3.º Para o cálculo da restituição ter-se-á em conta a diferença dos preços do leite e produtos lácteos nos mercados nacional, comunitário e mundial.
4.º Os preços referidos na alínea 1) do n.º 2.º são estabelecidos tendo em consideração os elementos seguintes:
1) Para o preço no mercado nacional:
Os preços praticados em Portugal;
Os preços praticados na exportação;
2) Para o preço no mercado comunitário:
Os preços praticados na Comunidade;
Os preços praticados nas trocas intracomunitárias;
Os preços praticados na exportação para países terceiros;
3) Para os preços no mercado mundial:
Os preços praticados nos mercados internacionais;
Os preços mais favoráveis constatados nas trocas internacionais;
Os preços constatados à produção nos países exportadores, tendo em conta, se for caso disso, as subvenções concedidas por esses países;
Os preços de oferta franco-fronteira em Portugal.
5.º As restituições à exportação podem ser diferenciadas, consoante os países de destino, mas, quando destinadas ao mercado comunitário, não poderão exceder a diferença de preços praticados no mercado nacional e naquele mercado.
6.º Os produtos para os quais poderá ser concedida restituição e os respectivos montantes serão definidos por despacho conjunto dos ministros com competência nas áreas das finanças, da agricultura, do comércio e da concorrência, sob proposta do IROMA - Instituto Regulador e Orientador dos Mercados Agrícolas, do INGA - Instituto Nacional de Garantia Agrícola e da Direcção-Geral de Concorrência e Preços, sempre que as condições do mercado o exijam.

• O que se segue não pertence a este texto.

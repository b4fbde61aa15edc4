//! Sequential batch evaluation.

use crate::outcome::{Disposition, ExperimentOutcome};
use pipecheck_kernel::{Assay, AssayPolicy, MetadataSource, evaluate_experiment, normalize_identifier};
use serde::Serialize;
use std::collections::BTreeSet;
use tracing::{info, warn};

/// Outcomes for one run, in input order.
#[derive(Debug, Clone, Serialize)]
pub struct BatchReport {
    pub assay: Assay,
    pub outcomes: Vec<ExperimentOutcome>,
}

/// Disposition counts for a batch.
#[derive(Debug, Clone, Copy, Default, PartialEq, Eq, Serialize)]
pub struct BatchSummary {
    pub release_ready: usize,
    pub post_pipeline_review: usize,
    pub not_compliant: usize,
    pub failed: usize,
}

impl BatchSummary {
    pub fn total(&self) -> usize {
        self.release_ready + self.post_pipeline_review + self.not_compliant + self.failed
    }
}

impl BatchReport {
    pub fn summary(&self) -> BatchSummary {
        let mut summary = BatchSummary::default();
        for outcome in &self.outcomes {
            match outcome.disposition {
                Disposition::ReleaseReady => summary.release_ready += 1,
                Disposition::PostPipelineReview => summary.post_pipeline_review += 1,
                Disposition::NotCompliant => summary.not_compliant += 1,
                Disposition::Failed => summary.failed += 1,
            }
        }
        summary
    }

    /// Accessions whose disposition is release ready.
    pub fn release_ready(&self) -> Vec<&str> {
        self.outcomes
            .iter()
            .filter(|o| o.disposition == Disposition::ReleaseReady)
            .map(|o| o.accession.as_str())
            .collect()
    }

    /// `(accession, internal status)` for every experiment that passed.
    pub fn internal_statuses(&self) -> Vec<(&str, &'static str)> {
        self.outcomes
            .iter()
            .filter_map(|o| Some((o.accession.as_str(), o.disposition.internal_status()?)))
            .collect()
    }

    /// Non-canonical released analyses, deduplicated, in discovery order.
    pub fn archival(&self) -> Vec<&str> {
        let mut seen = BTreeSet::new();
        self.outcomes
            .iter()
            .flat_map(|o| o.archival())
            .map(String::as_str)
            .filter(|accession| seen.insert(*accession))
            .collect()
    }

    /// Whether anything is short of release ready.
    pub fn has_unready(&self) -> bool {
        self.outcomes
            .iter()
            .any(|o| o.disposition != Disposition::ReleaseReady)
    }
}

/// Evaluate each experiment in turn. A failure is recorded against its own
/// accession and the batch moves on. Repeated accessions are evaluated once.
/// `on_outcome` sees every outcome as soon as it is produced.
pub fn run_batch<I, S>(
    source: &dyn MetadataSource,
    policy: &dyn AssayPolicy,
    accessions: I,
    mut on_outcome: impl FnMut(&ExperimentOutcome),
) -> BatchReport
where
    I: IntoIterator<Item = S>,
    S: AsRef<str>,
{
    let mut seen = BTreeSet::new();
    let mut outcomes = Vec::new();

    for raw in accessions {
        let accession = normalize_identifier(raw.as_ref());
        if accession.is_empty() || !seen.insert(accession.clone()) {
            continue;
        }

        let outcome = match evaluate_experiment(source, policy, &accession) {
            Ok(report) => ExperimentOutcome::from_report(report),
            Err(err) => {
                warn!(
                    experiment = %accession,
                    class = err.failure_class(),
                    error = %err,
                    "evaluation failed"
                );
                ExperimentOutcome::from_error(accession, &err)
            }
        };
        on_outcome(&outcome);
        outcomes.push(outcome);
    }

    let report = BatchReport {
        assay: policy.assay(),
        outcomes,
    };
    let summary = report.summary();
    info!(
        assay = %report.assay,
        total = summary.total(),
        release_ready = summary.release_ready,
        review = summary.post_pipeline_review,
        not_compliant = summary.not_compliant,
        failed = summary.failed,
        "batch complete"
    );
    report
}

7.º O montante de restituição é o que estiver em vigor no dia da exportação.
8.º A pedido do exportador, e sempre que a situação do mercado o permita, a restituição pode ser fixada com antecedência, sendo, neste caso, o seu montante o que estiver em vigor no dia da apresentação do pedido de prefixação.
9.º A concessão da restituição nas condições previstas no número anterior fica subordinada à prefixação da restituição no certificado de exportação ou no documento que o substitua.

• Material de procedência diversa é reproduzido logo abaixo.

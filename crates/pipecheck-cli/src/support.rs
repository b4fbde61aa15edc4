use crate::cli::SourceArgs;
use crate::config::Settings;
use pipecheck_kernel::{Assay, AssayPolicy, MetadataSource, policy_for};
use pipecheck_portal::{Credentials, PortalClient, load_fixture_dir};
use serde::Serialize;
use std::io::{self, BufRead, IsTerminal};
use std::path::Path;
use tracing_subscriber::EnvFilter;

/// Exit code for configuration and I/O errors.
pub const EXIT_SETUP: i32 = 2;

/// `-v` and `-q` win over `RUST_LOG`; without either the default is `info`.
pub fn init_logging(verbose: bool, quiet: bool) {
    let filter = if verbose {
        EnvFilter::new("debug")
    } else if quiet {
        EnvFilter::new("warn")
    } else {
        EnvFilter::try_from_default_env().unwrap_or_else(|_| EnvFilter::new("info"))
    };
    tracing_subscriber::fmt()
        .with_env_filter(filter)
        .with_writer(io::stderr)
        .with_target(false)
        .init();
}

pub fn exit_setup_error(message: impl std::fmt::Display) -> ! {
    eprintln!("error: {message}");
    std::process::exit(EXIT_SETUP);
}

pub fn parse_assay_or_exit(raw: &str) -> Assay {
    raw.parse().unwrap_or_else(|e| exit_setup_error(e))
}

pub fn load_settings_or_exit(explicit: Option<&Path>) -> Settings {
    Settings::load(explicit).unwrap_or_else(|e| exit_setup_error(e))
}

pub fn policy_or_exit(assay: &str, settings: &Settings) -> Box<dyn AssayPolicy> {
    let assay = parse_assay_or_exit(assay);
    policy_for(assay, settings.policy_table(assay))
}

/// The fixture directory when given, otherwise the portal.
pub fn open_source_or_exit(args: &SourceArgs, settings: &Settings) -> Box<dyn MetadataSource> {
    if let Some(dir) = &args.fixtures {
        let store = load_fixture_dir(dir).unwrap_or_else(|e| exit_setup_error(e));
        tracing::info!(dir = %dir.display(), records = store.len(), "using fixture records");
        return Box::new(store);
    }

    let config = settings.portal_config(args.portal_url.as_deref());
    let client = PortalClient::new(config, Credentials::from_env())
        .unwrap_or_else(|e| exit_setup_error(e));
    if !client.is_authenticated() {
        tracing::warn!("DCC_API_KEY/DCC_SECRET_KEY not set; only public records are visible");
    }
    tracing::info!(
        portal = %client.config().base_url,
        retries = client.config().retries,
        "using portal"
    );
    Box::new(client)
}

/// Positional accessions, or one per line from stdin when none were given
/// and stdin is not a terminal.
pub fn accessions_or_stdin(positional: Vec<String>) -> Vec<String> {
    if !positional.is_empty() {
        return positional;
    }
    let stdin = io::stdin();
    if stdin.is_terminal() {
        return Vec::new();
    }
    read_accessions(stdin.lock()).unwrap_or_else(|e| exit_setup_error(format!("stdin: {e}")))
}

pub fn read_accessions(reader: impl BufRead) -> io::Result<Vec<String>> {
    let mut accessions = Vec::new();
    for line in reader.lines() {
        let line = line?;
        let trimmed = line.trim();
        if trimmed.is_empty() || trimmed.starts_with('#') {
            continue;
        }
        accessions.push(trimmed.to_string());
    }
    Ok(accessions)
}

pub fn print_json(payload: &impl Serialize) {
    println!(
        "{}",
        serde_json::to_string_pretty(payload).expect("json serialization")
    );
}

pub fn join_or_dash<S: AsRef<str>>(items: &[S]) -> String {
    if items.is_empty() {
        "-".to_string()
    } else {
        items
            .iter()
            .map(|item| item.as_ref())
            .collect::<Vec<&str>>()
            .join(", ")
    }
}

#[cfg(test)]
mod tests {
    use super::*;

    #[test]
    fn stdin_accessions_skip_blanks_and_comments() {
        let input = "ENCSR000AAA\n\n  # queued by hand\n  ENCSR000AAB  \n";
        assert_eq!(
            read_accessions(input.as_bytes()).unwrap(),
            vec!["ENCSR000AAA", "ENCSR000AAB"]
        );
    }

    #[test]
    fn empty_lists_render_as_dash() {
        assert_eq!(join_or_dash::<&str>(&[]), "-");
        assert_eq!(join_or_dash(&["a", "b"]), "a, b");
    }
}
//! Compliance discrepancies: the closed taxonomy of "bad reasons".

use crate::expectation::OutputCounts;
use serde::Serialize;
use std::collections::BTreeSet;
use std::fmt;

#[derive(Debug, Clone, PartialEq, Eq, Serialize)]
#[serde(tag = "class", rename_all = "snake_case")]
pub enum Discrepancy {
    NoQualifyingAnalysis {
        skipped: usize,
        inactive: usize,
    },
    WrongAssembly {
        found: Option<String>,
        allowed: Vec<String>,
    },
    WrongGenomeAnnotation {
        found: Option<String>,
        allowed: Vec<String>,
    },
    WrongPreferredDefaultFileFormat {
        expected: Vec<Vec<String>>,
        found: Vec<String>,
    },
    WrongPreferredDefaultOutputType {
        allowed: BTreeSet<String>,
        cardinality: usize,
        found: BTreeSet<String>,
    },
    WrongFileOutputTypeMap {
        expected: OutputCounts,
        found: OutputCounts,
    },
    ControlHasPreferredDefault {
        files: Vec<String>,
    },
    MultipleRunTypes {
        found: BTreeSet<String>,
    },
    MultipleStrandSpecificities {
        found: BTreeSet<String>,
    },
}

impl Discrepancy {
    /// Stable snake_case identifier, matching the serialized `class` tag.
    pub fn class(&self) -> &'static str {
        match self {
            Self::NoQualifyingAnalysis { .. } => "no_qualifying_analysis",
            Self::WrongAssembly { .. } => "wrong_assembly",
            Self::WrongGenomeAnnotation { .. } => "wrong_genome_annotation",
            Self::WrongPreferredDefaultFileFormat { .. } => "wrong_preferred_default_file_format",
            Self::WrongPreferredDefaultOutputType { .. } => {
                "wrong_preferred_default_output_type"
            }
            Self::WrongFileOutputTypeMap { .. } => "wrong_file_output_type_map",
            Self::ControlHasPreferredDefault { .. } => "control_has_preferred_default",
            Self::MultipleRunTypes { .. } => "multiple_run_types",
            Self::MultipleStrandSpecificities { .. } => "multiple_strand_specificities",
        }
    }

    /// The short reason used on summary lines.
    pub fn reason(&self) -> &'static str {
        match self {
            Self::NoQualifyingAnalysis { .. } => "No qualifying analysis found",
            Self::WrongAssembly { .. } => "Wrong assembly",
            Self::WrongGenomeAnnotation { .. } => "Wrong genome annotation",
            Self::WrongPreferredDefaultFileFormat { .. } => "Wrong preferred default file format",
            Self::WrongPreferredDefaultOutputType { .. } => {
                "Wrong preferred default file output type"
            }
            Self::WrongFileOutputTypeMap { .. } => "Wrong file output type map",
            Self::ControlHasPreferredDefault { .. } => {
                "Control experiment has preferred default by mistake"
            }
            Self::MultipleRunTypes { .. } => "Multiple run types",
            Self::MultipleStrandSpecificities { .. } => "Multiple strand specificities",
        }
    }
}

fn join<'a>(items: impl IntoIterator<Item = &'a String>) -> String {
    items
        .into_iter()
        .map(String::as_str)
        .collect::<Vec<_>>()
        .join(", ")
}

fn render_counts(counts: &OutputCounts) -> String {
    let entries: Vec<String> = counts
        .iter()
        .map(|(key, count)| format!("{key}: {count}"))
        .collect();
    format!("{{{}}}", entries.join(", "))
}

impl fmt::Display for Discrepancy {
    fn fmt(&self, f: &mut fmt::Formatter<'_>) -> fmt::Result {
        let reason = self.reason();
        match self {
            Self::NoQualifyingAnalysis { skipped, inactive } => {
                write!(f, "{reason} (skipped={skipped}, inactive={inactive})")
            }
            Self::WrongAssembly { found, allowed } | Self::WrongGenomeAnnotation { found, allowed } => {
                let allowed = if allowed.is_empty() {
                    "none".to_string()
                } else {
                    join(allowed)
                };
                write!(
                    f,
                    "{reason}: found {}, allowed {allowed}",
                    found.as_deref().unwrap_or("none")
                )
            }
            Self::WrongPreferredDefaultFileFormat { expected, found } => {
                let options: Vec<String> = expected.iter().map(|o| format!("[{}]", join(o))).collect();
                write!(
                    f,
                    "{reason}: found [{}], expected one of {}",
                    join(found),
                    options.join(" or ")
                )
            }
            Self::WrongPreferredDefaultOutputType {
                allowed,
                cardinality,
                found,
            } => write!(
                f,
                "{reason}: found [{}], expected {cardinality} of [{}]",
                join(found),
                join(allowed)
            ),
            Self::WrongFileOutputTypeMap { expected, found } => write!(
                f,
                "{reason}: expected {} found {}",
                render_counts(expected),
                render_counts(found)
            ),
            Self::ControlHasPreferredDefault { files } => write!(f, "{reason}: {}", join(files)),
            Self::MultipleRunTypes { found } | Self::MultipleStrandSpecificities { found } => {
                write!(f, "{reason}: {}", join(found))
            }
        }
    }
}
//! ATAC-seq rule-set (outputs keyed by type and format).

use super::{Assay, AssayPolicy, PolicyTable};
use crate::expectation::{
    Expectation, ExpectationBuilder, KeyMode, PreferredDefaultRule, PreferredDefaults,
};
use crate::facts::ExperimentFacts;
use crate::rank::{AnalysisOrder, RecencyOrder};

const PEAK_FORMATS: &[&str] = &["bed", "bigBed"];

pub struct AtacSeqPolicy {
    table: PolicyTable,
    order: RecencyOrder,
}

impl AtacSeqPolicy {
    pub fn new(table: PolicyTable) -> Self {
        Self {
            table,
            order: RecencyOrder::default(),
        }
    }
}

impl AssayPolicy for AtacSeqPolicy {
    fn assay(&self) -> Assay {
        Assay::AtacSeq
    }

    fn table(&self) -> &PolicyTable {
        &self.table
    }

    fn ranking(&self) -> &dyn AnalysisOrder {
        &self.order
    }

    fn expected_outputs(&self, facts: &ExperimentFacts) -> Expectation {
        let n = facts.rep_count;
        let p = facts.rep_pair_count;
        let pooled = facts.pooled();

        let alignments = ExpectationBuilder::new(KeyMode::OutputTypeAndFormat)
            .output_as("unfiltered alignments", "bam", n)
            .output_as("alignments", "bam", n);
        if facts.control {
            return alignments.finish(PreferredDefaultRule::Forbidden);
        }

        alignments
            .output_as("signal p-value", "bigWig", n + pooled)
            .output_as("fold change over control", "bigWig", n + pooled)
            .output_in("pseudoreplicated peaks", PEAK_FORMATS, n + pooled)
            .output_in("IDR thresholded peaks", PEAK_FORMATS, n + p)
            .output_in("conservative IDR thresholded peaks", PEAK_FORMATS, pooled)
            .output_as("IDR ranked peaks", "bed", n + pooled + p)
            .finish(PreferredDefaultRule::Required(
                PreferredDefaults::new(
                    &[&["bigBed", "bigWig"]],
                    &[
                        "fold change over control",
                        "pseudoreplicated peaks",
                        "conservative IDR thresholded peaks",
                    ],
                    2,
                )
                .relaxed_when_unreplicated(),
            ))
    }
}

#[cfg(test)]
mod tests {
    use super::*;
    use crate::expectation::OutputKey;
    use crate::facts::TargetClass;

    fn expectation(rep_count: u16, control: bool) -> Expectation {
        let mut facts = ExperimentFacts::synthetic(rep_count, TargetClass::NoTarget);
        facts.control = control;
        AtacSeqPolicy::new(PolicyTable::defaults_for(Assay::AtacSeq)).expected_outputs(&facts)
    }

    #[test]
    fn replicated_outputs_keyed_by_format() {
        let expectation = expectation(2, false);
        let get = |t: &str, f: &str| expectation.outputs.get(&OutputKey::of_pair(t, f)).copied();

        assert_eq!(expectation.key_mode, KeyMode::OutputTypeAndFormat);
        assert_eq!(get("alignments", "bam"), Some(2));
        assert_eq!(get("pseudoreplicated peaks", "bigBed"), Some(3));
        assert_eq!(get("IDR thresholded peaks", "bed"), Some(3));
        assert_eq!(get("conservative IDR thresholded peaks", "bigBed"), Some(1));
        assert_eq!(get("IDR ranked peaks", "bed"), Some(4));
    }

    #[test]
    fn unreplicated_drops_conservative_set() {
        let expectation = expectation(1, false);
        assert!(!expectation
            .outputs
            .keys()
            .any(|key| key.output_type == "conservative IDR thresholded peaks"));
    }

    #[test]
    fn control_expects_only_alignments() {
        let expectation = expectation(2, true);
        assert_eq!(expectation.outputs.len(), 2);
        assert_eq!(expectation.preferred, PreferredDefaultRule::Forbidden);
    }
}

10.º A concessão do certificado com prefixação, ou documento que o substitua, fica sujeita à constituição de uma caução que garanta a efectivação da exportação em causa durante o período de validade do certificado ou do referido documento.
11.º No acto de apresentação do pedido de certificado com prefixação, ou documento que o substitua, o requerente prestará prova de realização prévia de depósito, à ordem da entidade emissora, do montante global da caução exigível.
12.º O montante da caução referida no número anterior é o seguinte, de acordo com as posições pautais indicadas:
04.01 - 5$00/kg de peso líquido;
04.02 - 10$00/kg de peso líquido;
04.03 - 10$00/kg de peso líquido;
04.04 - 25$00/kg de peso líquido;
Outros - 25$00/kg de peso líquido.
13.º O montante da restituição é pago pelo INGA após a apresentação de documentos visados pelas entidades aduaneiras que comprovem que os produtos foram exportados, são de origem portuguesa e atingiram o país de destino.
14.º O montante da caução será restituído, no todo ou em parte, após prova apresentada pelo exportador de que a mercadoria saiu do País, junto da entidade que emitiu o certificado ou documento que o substitua.
15.º Esta portaria entra em vigor no dia seguinte à sua publicação.
Ministérios das Finanças, da Agricultura, Pescas e Alimentação e da Indústria e Comércio.
Assinada em 30 de Abril de 1987.
O Ministro das Finanças, Miguel José Ribeiro Cadilhe. - O Ministro da Agricultura, Pescas e Alimentação, Álvaro Roque de Pinho Bissaia Barreto. - Pelo Ministro da Indústria e Comércio, Jorge Manuel Águas da Ponte Silva Marques, Secretário de Estado do Comércio Interno.